If a line of the records contains the word "address", list it.

● Excerpted data:
Content starts

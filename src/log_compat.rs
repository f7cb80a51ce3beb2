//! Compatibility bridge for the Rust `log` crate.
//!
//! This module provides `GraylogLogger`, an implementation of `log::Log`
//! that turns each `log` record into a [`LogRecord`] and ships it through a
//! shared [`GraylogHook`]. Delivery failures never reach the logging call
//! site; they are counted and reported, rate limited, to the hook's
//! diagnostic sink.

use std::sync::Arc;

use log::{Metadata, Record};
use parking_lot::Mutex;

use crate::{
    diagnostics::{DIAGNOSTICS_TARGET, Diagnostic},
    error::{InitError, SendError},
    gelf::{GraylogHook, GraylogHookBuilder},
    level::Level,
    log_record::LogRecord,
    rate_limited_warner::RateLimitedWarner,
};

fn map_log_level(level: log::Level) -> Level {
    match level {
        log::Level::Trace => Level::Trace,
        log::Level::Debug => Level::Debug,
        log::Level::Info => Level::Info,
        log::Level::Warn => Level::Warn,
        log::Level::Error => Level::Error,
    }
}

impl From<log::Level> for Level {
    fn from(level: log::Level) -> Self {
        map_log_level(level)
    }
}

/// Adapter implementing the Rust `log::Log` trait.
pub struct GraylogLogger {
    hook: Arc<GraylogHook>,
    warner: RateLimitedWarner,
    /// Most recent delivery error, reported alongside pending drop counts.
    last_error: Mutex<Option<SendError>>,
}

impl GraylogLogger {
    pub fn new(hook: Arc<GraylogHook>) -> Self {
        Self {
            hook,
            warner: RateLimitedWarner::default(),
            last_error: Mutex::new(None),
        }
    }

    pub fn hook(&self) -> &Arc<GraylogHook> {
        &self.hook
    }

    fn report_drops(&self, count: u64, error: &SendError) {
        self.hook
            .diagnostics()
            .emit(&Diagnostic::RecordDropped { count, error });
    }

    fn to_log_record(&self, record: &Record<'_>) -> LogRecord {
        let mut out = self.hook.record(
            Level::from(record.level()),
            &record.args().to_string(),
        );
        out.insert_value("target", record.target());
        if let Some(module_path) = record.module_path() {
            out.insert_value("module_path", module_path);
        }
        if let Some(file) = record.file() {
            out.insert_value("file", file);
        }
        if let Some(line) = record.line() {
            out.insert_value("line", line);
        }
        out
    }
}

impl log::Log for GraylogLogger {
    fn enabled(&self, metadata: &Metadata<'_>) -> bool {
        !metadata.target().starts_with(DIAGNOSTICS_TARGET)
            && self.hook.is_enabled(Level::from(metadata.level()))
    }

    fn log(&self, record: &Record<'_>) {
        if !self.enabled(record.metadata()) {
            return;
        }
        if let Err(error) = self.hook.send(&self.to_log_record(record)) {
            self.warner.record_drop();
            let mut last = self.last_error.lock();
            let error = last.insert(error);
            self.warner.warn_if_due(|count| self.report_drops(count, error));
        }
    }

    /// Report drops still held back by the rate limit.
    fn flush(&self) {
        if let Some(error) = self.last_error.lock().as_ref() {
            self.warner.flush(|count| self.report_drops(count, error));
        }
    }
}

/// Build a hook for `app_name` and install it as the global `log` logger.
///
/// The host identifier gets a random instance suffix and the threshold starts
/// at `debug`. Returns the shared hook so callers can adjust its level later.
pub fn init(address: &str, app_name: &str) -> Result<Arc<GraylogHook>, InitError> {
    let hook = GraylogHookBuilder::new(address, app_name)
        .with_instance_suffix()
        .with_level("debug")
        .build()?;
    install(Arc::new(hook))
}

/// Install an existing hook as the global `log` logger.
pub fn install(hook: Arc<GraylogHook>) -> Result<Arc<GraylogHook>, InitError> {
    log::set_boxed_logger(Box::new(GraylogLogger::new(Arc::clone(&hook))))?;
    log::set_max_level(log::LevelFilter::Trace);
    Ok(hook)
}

Content ends

● Your response:
pub fn init(address: &str, app_name: &str) -> Result<Arc<GraylogHook>, InitError> {
    let hook = GraylogHookBuilder::new(address, app_name)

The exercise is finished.